Collected data
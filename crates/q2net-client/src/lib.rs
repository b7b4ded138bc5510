#![allow(clippy::too_many_arguments, clippy::needless_range_loop)]
// Client side of the protocol 34 network layer
pub mod client;
pub mod cl_ring;
pub mod cl_ents;
pub mod cl_parse;
pub mod cl_tent;
pub mod cl_pred;
pub mod cl_smooth;
pub mod cl_main;
pub mod cl_demo;

pub use cl_main::Client;
pub use cl_parse::{ClientCallbacks, NullCallbacks, ParseError};
// cl_pred.rs -- client side movement prediction

use q2net_common::cvar::CvarContext;
use q2net_common::pmove::{pmove, CollisionOracle, PmoveData};
use q2net_common::q_shared::{short2angle, PmFlags, CS_AIRACCEL};

use crate::client::{ClientState, ClientStatic, ConnState};

/// Misses larger than this (summed over the axes, in 1/8 units) are treated
/// as teleports rather than smoothed.
pub const MAX_PREDICTION_MISS: i32 = 640;

/// Compares the server's position for the last acknowledged command with
/// what we predicted for it.
pub fn check_prediction_error(cl: &mut ClientState, cls: &ClientStatic, cvars: &CvarContext) {
    if cvars.value("cl_predict") == 0.0
        || cl
            .frame
            .playerstate
            .pmove
            .pm_flags
            .contains(PmFlags::NO_PREDICTION)
    {
        return;
    }

    // calculate the last command we sent that the server has processed
    let ack = cl.cmds.netchan().incoming_acknowledged;

    // compare what the server returned with what we had predicted it to be
    let server = cl.frame.playerstate.pmove.origin;
    let predicted = cl.predicted_origins.get(ack);
    let delta = [
        server[0] as i32 - predicted[0] as i32,
        server[1] as i32 - predicted[1] as i32,
        server[2] as i32 - predicted[2] as i32,
    ];

    // save the prediction error for interpolation
    let len = delta[0].abs() + delta[1].abs() + delta[2].abs();
    if len > MAX_PREDICTION_MISS {
        // a teleport or something
        cl.prediction_error.clear();
        return;
    }

    if cvars.value("cl_showmiss") != 0.0 && (delta[0] != 0 || delta[1] != 0 || delta[2] != 0) {
        log::debug!(
            "prediction miss on {}: {}",
            cl.frame.serverframe,
            delta[0] + delta[1] + delta[2]
        );
    }

    cl.predicted_origins.record(ack, server);

    // save for error interpolation
    cl.prediction_error.set(
        [
            delta[0] as f32 * 0.125,
            delta[1] as f32 * 0.125,
            delta[2] as f32 * 0.125,
        ],
        cls.realtime,
    );
}

/// Sets cl.predicted_origin and cl.predicted_angles by replaying every
/// command the server has not acknowledged yet on top of the last frame.
pub fn predict_movement<O: CollisionOracle>(
    cl: &mut ClientState,
    cls: &ClientStatic,
    cvars: &CvarContext,
    oracle: &O,
) {
    if cls.state != ConnState::Active {
        return;
    }

    if cvars.value("paused") != 0.0 {
        return;
    }

    let pmove_state = cl.frame.playerstate.pmove;
    if cvars.value("cl_predict") == 0.0 || pmove_state.pm_flags.contains(PmFlags::NO_PREDICTION) {
        // just set angles
        for i in 0..3 {
            cl.predicted_angles[i] = cl.viewangles[i] + short2angle(pmove_state.delta_angles[i]);
        }
        return;
    }

    // if we are too far out of date, just freeze
    if cl.cmds.is_stale() {
        if cvars.value("cl_showmiss") != 0.0 {
            log::debug!("exceeded CMD_BACKUP");
        }
        return;
    }

    // copy current state to pmove
    let mut pm = PmoveData::new(pmove_state, Default::default());
    pm.airaccelerate = cl.configstrings[CS_AIRACCEL].trim().parse::<f32>().unwrap_or(0.0);

    // run frames
    for seq in cl.cmds.unacknowledged() {
        let cmd = *cl.cmds.get(seq);
        if cmd.msec != 0 {
            pm.cmd = cmd;
            pmove(&mut pm, oracle);
        }

        // save for debug checking
        cl.predicted_origins.record(seq, pm.s.origin);
    }

    // stair step smoothing: compare against the last presented origin and
    // only treat typical step heights as steps
    let oldz = cl.predicted_origin[2];
    let newz = pm.s.origin[2] as f32 * 0.125;
    let step = newz - oldz;
    let moving = pm.s.velocity[0] != 0 || pm.s.velocity[1] != 0;
    if pm.s.pm_flags.contains(PmFlags::ON_GROUND) && moving && step > 7.0 && step < 17.0 {
        cl.predicted_step = step;
        cl.predicted_step_time = cls.realtime - (cls.frametime * 500.0) as i32;
    }

    // copy results out for rendering
    cl.predicted_origin = [
        pm.s.origin[0] as f32 * 0.125,
        pm.s.origin[1] as f32 * 0.125,
        pm.s.origin[2] as f32 * 0.125,
    ];
    cl.predicted_angles = pm.viewangles;
}
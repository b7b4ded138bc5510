// q_shared.rs — types and math shared by every layer of the protocol

pub type Vec3 = [f32; 3];

pub const VEC3_ORIGIN: Vec3 = [0.0, 0.0, 0.0];

// angle indexes
pub const PITCH: usize = 0; // up / down
pub const YAW: usize = 1; // left / right
pub const ROLL: usize = 2; // fall over

// ============================================================
// Limits
// ============================================================

pub const MAX_CLIENTS: usize = 256;
pub const MAX_EDICTS: usize = 1024;
pub const MAX_LIGHTSTYLES: usize = 256;
pub const MAX_MODELS: usize = 256;
pub const MAX_SOUNDS: usize = 256;
pub const MAX_IMAGES: usize = 256;
pub const MAX_ITEMS: usize = 256;
pub const MAX_GENERAL: usize = MAX_CLIENTS * 2;
pub const MAX_STATS: usize = 32;

pub const MAX_QPATH: usize = 64;
pub const MAX_STRING_CHARS: usize = 2048;

// ============================================================
// Config strings
// ============================================================

pub const CS_NAME: usize = 0;
pub const CS_CDTRACK: usize = 1;
pub const CS_SKY: usize = 2;
pub const CS_SKYAXIS: usize = 3;
pub const CS_SKYROTATE: usize = 4;
pub const CS_STATUSBAR: usize = 5;
pub const CS_AIRACCEL: usize = 29;
pub const CS_MAXCLIENTS: usize = 30;
pub const CS_MAPCHECKSUM: usize = 31;
pub const CS_MODELS: usize = 32;
pub const CS_SOUNDS: usize = CS_MODELS + MAX_MODELS;
pub const CS_IMAGES: usize = CS_SOUNDS + MAX_SOUNDS;
pub const CS_LIGHTS: usize = CS_IMAGES + MAX_IMAGES;
pub const CS_ITEMS: usize = CS_LIGHTS + MAX_LIGHTSTYLES;
pub const CS_PLAYERSKINS: usize = CS_ITEMS + MAX_ITEMS;
pub const CS_GENERAL: usize = CS_PLAYERSKINS + MAX_CLIENTS;
pub const MAX_CONFIGSTRINGS: usize = CS_GENERAL + MAX_GENERAL;

// ============================================================
// Print levels
// ============================================================

pub const PRINT_LOW: i32 = 0; // pickup messages
pub const PRINT_MEDIUM: i32 = 1; // death messages
pub const PRINT_HIGH: i32 = 2; // critical messages
pub const PRINT_CHAT: i32 = 3; // chat messages

// ============================================================
// Entity events
// ============================================================

pub const EV_NONE: i32 = 0;
pub const EV_ITEM_RESPAWN: i32 = 1;
pub const EV_FOOTSTEP: i32 = 2;
pub const EV_FALLSHORT: i32 = 3;
pub const EV_FALL: i32 = 4;
pub const EV_FALLFAR: i32 = 5;
pub const EV_PLAYER_TELEPORT: i32 = 6;
pub const EV_OTHER_TELEPORT: i32 = 7;

/// Render flag marking a beam; beams always carry an explicit old_origin.
pub const RF_BEAM: i32 = 128;

// ============================================================
// Contents and surface flags (as reported by the collision oracle)
// ============================================================

pub const CONTENTS_SOLID: i32 = 1;
pub const CONTENTS_WINDOW: i32 = 2;
pub const CONTENTS_LAVA: i32 = 8;
pub const CONTENTS_SLIME: i32 = 16;
pub const CONTENTS_WATER: i32 = 32;
pub const CONTENTS_MIST: i32 = 64;

pub const CONTENTS_CURRENT_0: i32 = 0x40000;
pub const CONTENTS_CURRENT_90: i32 = 0x80000;
pub const CONTENTS_CURRENT_180: i32 = 0x100000;
pub const CONTENTS_CURRENT_270: i32 = 0x200000;
pub const CONTENTS_CURRENT_UP: i32 = 0x400000;
pub const CONTENTS_CURRENT_DOWN: i32 = 0x800000;
pub const CONTENTS_LADDER: i32 = 0x20000000;

pub const MASK_WATER: i32 = CONTENTS_WATER | CONTENTS_LAVA | CONTENTS_SLIME;
pub const MASK_CURRENT: i32 = CONTENTS_CURRENT_0
    | CONTENTS_CURRENT_90
    | CONTENTS_CURRENT_180
    | CONTENTS_CURRENT_270
    | CONTENTS_CURRENT_UP
    | CONTENTS_CURRENT_DOWN;

pub const SURF_SLICK: i32 = 0x2;

pub const MAXTOUCH: usize = 32;
pub const MAX_CLIP_PLANES: usize = 5;

// ============================================================
// Math
// ============================================================

#[inline]
pub fn dot_product(a: &Vec3, b: &Vec3) -> f32 {
    a[0] * b[0] + a[1] * b[1] + a[2] * b[2]
}

#[inline]
pub fn cross_product(a: &Vec3, b: &Vec3) -> Vec3 {
    [
        a[1] * b[2] - a[2] * b[1],
        a[2] * b[0] - a[0] * b[2],
        a[0] * b[1] - a[1] * b[0],
    ]
}

#[inline]
pub fn vector_length(v: &Vec3) -> f32 {
    dot_product(v, v).sqrt()
}

#[inline]
pub fn vector_scale(v: &Vec3, scale: f32) -> Vec3 {
    [v[0] * scale, v[1] * scale, v[2] * scale]
}

#[inline]
pub fn vector_ma(start: &Vec3, scale: f32, dir: &Vec3) -> Vec3 {
    [
        start[0] + scale * dir[0],
        start[1] + scale * dir[1],
        start[2] + scale * dir[2],
    ]
}

/// Normalizes in place and returns the original length.
pub fn vector_normalize(v: &mut Vec3) -> f32 {
    let length = vector_length(v);
    if length != 0.0 {
        let ilength = 1.0 / length;
        v[0] *= ilength;
        v[1] *= ilength;
        v[2] *= ilength;
    }
    length
}

pub fn angle_vectors(angles: &Vec3) -> (Vec3, Vec3, Vec3) {
    let (sy, cy) = angles[YAW].to_radians().sin_cos();
    let (sp, cp) = angles[PITCH].to_radians().sin_cos();
    let (sr, cr) = angles[ROLL].to_radians().sin_cos();

    let forward = [cp * cy, cp * sy, -sp];
    let right = [
        -sr * sp * cy + cr * sy,
        -sr * sp * sy - cr * cy,
        -sr * cp,
    ];
    let up = [
        cr * sp * cy + sr * sy,
        cr * sp * sy - sr * cy,
        cr * cp,
    ];
    (forward, right, up)
}

#[inline]
pub fn angle2short(x: f32) -> i32 {
    ((x * 65536.0 / 360.0) as i32) & 65535
}

#[inline]
pub fn short2angle(x: i16) -> f32 {
    (x as f32) * (360.0 / 65536.0)
}

// ============================================================
// Player movement state
// ============================================================

#[derive(Debug, Clone, Copy, PartialEq, Eq, Default)]
#[repr(u8)]
pub enum PmType {
    #[default]
    Normal = 0,
    Spectator = 1,
    // no acceleration or turning
    Dead = 2,
    Gib = 3, // different bounding box
    Freeze = 4,
}

impl PmType {
    /// Unknown wire values decode as `Normal`.
    pub fn from_wire(value: i32) -> Self {
        match value {
            1 => PmType::Spectator,
            2 => PmType::Dead,
            3 => PmType::Gib,
            4 => PmType::Freeze,
            _ => PmType::Normal,
        }
    }
}

bitflags::bitflags! {
    #[derive(Clone, Copy, Debug, Default, PartialEq, Eq)]
    pub struct PmFlags: u8 {
        const DUCKED         = 1;
        const JUMP_HELD      = 2;
        const ON_GROUND      = 4;
        /// pm_time is waterjump
        const TIME_WATERJUMP = 8;
        /// pm_time is time before rejump
        const TIME_LAND      = 16;
        /// pm_time is non-moving time
        const TIME_TELEPORT  = 32;
        /// temporarily disables prediction (used for grappling hook)
        const NO_PREDICTION  = 64;
    }
}

impl PmFlags {
    pub const TIMERS: PmFlags = PmFlags::TIME_WATERJUMP
        .union(PmFlags::TIME_LAND)
        .union(PmFlags::TIME_TELEPORT);
}

/// The part of the player state that is delta-compressed and predicted.
/// Positions and velocities are in 1/8 unit fixed point.
#[derive(Debug, Clone, Copy, PartialEq, Eq, Default)]
pub struct PmoveState {
    pub pm_type: PmType,
    pub origin: [i16; 3],
    pub velocity: [i16; 3],
    pub pm_flags: PmFlags,
    /// each unit = 8 ms
    pub pm_time: u8,
    pub gravity: i16,
    /// add to command angles to get view direction
    pub delta_angles: [i16; 3],
}

/// One tick of captured input.
#[derive(Debug, Clone, Copy, PartialEq, Eq, Default)]
pub struct UserCmd {
    pub msec: u8,
    pub buttons: u8,
    pub angles: [i16; 3],
    pub forwardmove: i16,
    pub sidemove: i16,
    pub upmove: i16,
    pub impulse: u8,
    pub lightlevel: u8,
}

// ============================================================
// Collision oracle results
// ============================================================

#[derive(Debug, Clone, Copy, PartialEq, Default)]
pub struct CPlane {
    pub normal: Vec3,
    pub dist: f32,
}

#[derive(Debug, Clone, PartialEq, Default)]
pub struct CSurface {
    pub name: String,
    pub flags: i32,
    pub value: i32,
}

#[derive(Debug, Clone, PartialEq)]
pub struct Trace {
    /// if true, plane is not valid
    pub allsolid: bool,
    /// if true, the initial point was in a solid area
    pub startsolid: bool,
    /// time completed, 1.0 = didn't hit anything
    pub fraction: f32,
    pub endpos: Vec3,
    pub plane: CPlane,
    pub surface: Option<CSurface>,
    pub contents: i32,
    /// entity the trace stopped on, if any
    pub ent: Option<i32>,
}

impl Trace {
    /// An unobstructed trace that reached `end`.
    pub fn clear(end: Vec3) -> Self {
        Self {
            allsolid: false,
            startsolid: false,
            fraction: 1.0,
            endpos: end,
            plane: CPlane::default(),
            surface: None,
            contents: 0,
            ent: None,
        }
    }
}

// ============================================================
// Networked entity and player state
// ============================================================

/// One networked object's snapshot. Only ever produced by copying a base
/// state and overwriting the fields a delta carries.
#[derive(Debug, Clone, Copy, PartialEq, Default)]
pub struct EntityState {
    pub number: i32,
    pub origin: Vec3,
    pub angles: Vec3,
    /// for lerping, teleport anchor and beam endpoints
    pub old_origin: Vec3,
    pub modelindex: i32,
    pub modelindex2: i32,
    pub modelindex3: i32,
    pub modelindex4: i32,
    pub frame: i32,
    pub skinnum: i32,
    pub effects: u32,
    pub renderfx: i32,
    /// encoded bbox for prediction clipping
    pub solid: i32,
    pub sound: i32,
    /// one-shot, cleared on every delta that does not resend it
    pub event: i32,
}

#[derive(Debug, Clone, PartialEq)]
pub struct PlayerState {
    pub pmove: PmoveState,
    pub viewangles: Vec3,
    pub viewoffset: Vec3,
    pub kick_angles: Vec3,
    pub gunangles: Vec3,
    pub gunoffset: Vec3,
    pub gunindex: i32,
    pub gunframe: i32,
    pub blend: [f32; 4],
    pub fov: f32,
    pub rdflags: i32,
    pub stats: [i16; MAX_STATS],
}

impl Default for PlayerState {
    fn default() -> Self {
        Self {
            pmove: PmoveState::default(),
            viewangles: [0.0; 3],
            viewoffset: [0.0; 3],
            kick_angles: [0.0; 3],
            gunangles: [0.0; 3],
            gunoffset: [0.0; 3],
            gunindex: 0,
            gunframe: 0,
            blend: [0.0; 4],
            fov: 0.0,
            rdflags: 0,
            stats: [0; MAX_STATS],
        }
    }
}
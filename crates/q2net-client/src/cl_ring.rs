// cl_ring.rs — fixed-capacity history containers
//
// All of these are indexed by an ever-increasing sequence or cursor masked
// down to the capacity. Capacities are powers of two.

use q2net_common::q_shared::{EntityState, UserCmd};
use q2net_common::qcommon::{
    CMD_BACKUP, CMD_MASK, MAX_PARSE_ENTITIES, PARSE_ENTITIES_SLACK, UPDATE_BACKUP, UPDATE_MASK,
};

use crate::client::Frame;

const PARSE_ENTITIES_MASK: usize = MAX_PARSE_ENTITIES - 1;

// ============================================================
// Entity ring
// ============================================================

/// Append-only circular store of decoded entity states. Frames refer to a
/// contiguous run of it by unmasked start cursor and count.
#[derive(Debug, Clone)]
pub struct EntityRing {
    states: Box<[EntityState]>,
    write: usize,
}

impl EntityRing {
    pub fn new() -> Self {
        Self {
            states: vec![EntityState::default(); MAX_PARSE_ENTITIES].into_boxed_slice(),
            write: 0,
        }
    }

    /// Unmasked position of the next write.
    pub fn write_cursor(&self) -> usize {
        self.write
    }

    /// Appends a state and returns its unmasked index.
    pub fn push(&mut self, state: EntityState) -> usize {
        let index = self.write;
        self.states[index & PARSE_ENTITIES_MASK] = state;
        self.write += 1;
        index
    }

    pub fn get(&self, index: usize) -> &EntityState {
        &self.states[index & PARSE_ENTITIES_MASK]
    }

    /// Whether a frame starting at `start` is still safe to delta from:
    /// nothing written since could have wrapped onto its slice.
    pub fn within_window(&self, start: usize) -> bool {
        self.write.saturating_sub(start) <= MAX_PARSE_ENTITIES - PARSE_ENTITIES_SLACK
    }
}

impl Default for EntityRing {
    fn default() -> Self {
        Self::new()
    }
}

// ============================================================
// Frame history
// ============================================================

#[derive(Debug, Clone)]
pub struct FrameHistory {
    frames: Vec<Frame>,
}

impl FrameHistory {
    pub fn new() -> Self {
        Self {
            frames: vec![Frame::default(); UPDATE_BACKUP],
        }
    }

    /// Stores `frame` over whatever occupied its slot.
    pub fn store(&mut self, frame: Frame) {
        let slot = frame.serverframe as usize & UPDATE_MASK;
        self.frames[slot] = frame;
    }

    /// Raw slot for `serverframe`, which may hold an older frame.
    pub fn slot(&self, serverframe: i32) -> &Frame {
        &self.frames[serverframe as usize & UPDATE_MASK]
    }

    /// The frame for `serverframe`, if its slot has not been reused.
    pub fn get(&self, serverframe: i32) -> Option<&Frame> {
        let frame = self.slot(serverframe);
        (frame.serverframe == serverframe).then_some(frame)
    }
}

impl Default for FrameHistory {
    fn default() -> Self {
        Self::new()
    }
}

// ============================================================
// Outgoing commands
// ============================================================

/// Sequence numbers of the reliable channel as seen by the client.
#[derive(Debug, Clone, Copy, PartialEq, Eq)]
pub struct NetchanSequence {
    /// newest outgoing sequence the server has acknowledged
    pub incoming_acknowledged: i32,
    /// sequence the next outgoing packet will carry
    pub outgoing_sequence: i32,
}

impl Default for NetchanSequence {
    fn default() -> Self {
        Self {
            incoming_acknowledged: 0,
            outgoing_sequence: 1,
        }
    }
}

/// Commands sent to the server, kept until they can no longer be replayed.
#[derive(Debug, Clone)]
pub struct CommandBuffer {
    cmds: Box<[UserCmd]>,
    netchan: NetchanSequence,
}

impl CommandBuffer {
    pub fn new() -> Self {
        Self {
            cmds: vec![UserCmd::default(); CMD_BACKUP].into_boxed_slice(),
            netchan: NetchanSequence::default(),
        }
    }

    pub fn netchan(&self) -> NetchanSequence {
        self.netchan
    }

    /// Continues numbering from an earlier buffer after a level change.
    pub fn resume(&mut self, netchan: NetchanSequence) {
        self.netchan = netchan;
    }

    /// Stores `cmd` under the current outgoing sequence, then advances it.
    pub fn push(&mut self, cmd: UserCmd) -> i32 {
        let seq = self.netchan.outgoing_sequence;
        self.cmds[seq as usize & CMD_MASK] = cmd;
        self.netchan.outgoing_sequence += 1;
        seq
    }

    /// Records the server's acknowledgement. Older acks are ignored.
    pub fn acknowledge(&mut self, seq: i32) {
        if seq > self.netchan.incoming_acknowledged {
            self.netchan.incoming_acknowledged = seq.min(self.netchan.outgoing_sequence - 1);
        }
    }

    pub fn get(&self, seq: i32) -> &UserCmd {
        &self.cmds[seq as usize & CMD_MASK]
    }

    /// True when unacknowledged commands have already been overwritten.
    pub fn is_stale(&self) -> bool {
        self.netchan.outgoing_sequence - self.netchan.incoming_acknowledged >= CMD_BACKUP as i32
    }

    /// Sequences sent but not yet acknowledged, oldest first.
    pub fn unacknowledged(&self) -> std::ops::Range<i32> {
        self.netchan.incoming_acknowledged + 1..self.netchan.outgoing_sequence
    }
}

impl Default for CommandBuffer {
    fn default() -> Self {
        Self::new()
    }
}

// ============================================================
// Predicted origins
// ============================================================

/// Origin each command was predicted to reach, in network units.
#[derive(Debug, Clone)]
pub struct PredictionHistory {
    origins: Box<[[i16; 3]]>,
}

impl PredictionHistory {
    pub fn new() -> Self {
        Self {
            origins: vec![[0; 3]; CMD_BACKUP].into_boxed_slice(),
        }
    }

    pub fn record(&mut self, seq: i32, origin: [i16; 3]) {
        self.origins[seq as usize & CMD_MASK] = origin;
    }

    pub fn get(&self, seq: i32) -> [i16; 3] {
        self.origins[seq as usize & CMD_MASK]
    }
}

impl Default for PredictionHistory {
    fn default() -> Self {
        Self::new()
    }
}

To do
Retype exactly the lines above, from the one with "delta[1] as f32" through the one with "let pmove_state = cl.frame.playerstate.pmove;", inclusive.

Solved exercise
            delta[1] as f32 * 0.125,
            delta[2] as f32 * 0.125,
        ],
        cls.realtime,
    );
}

/// Sets cl.predicted_origin and cl.predicted_angles by replaying every
/// command the server has not acknowledged yet on top of the last frame.
pub fn predict_movement<O: CollisionOracle>(
    cl: &mut ClientState,
    cls: &ClientStatic,
    cvars: &CvarContext,
    oracle: &O,
) {
    if cls.state != ConnState::Active {
        return;
    }

    if cvars.value("paused") != 0.0 {
        return;
    }

    let pmove_state = cl.frame.playerstate.pmove;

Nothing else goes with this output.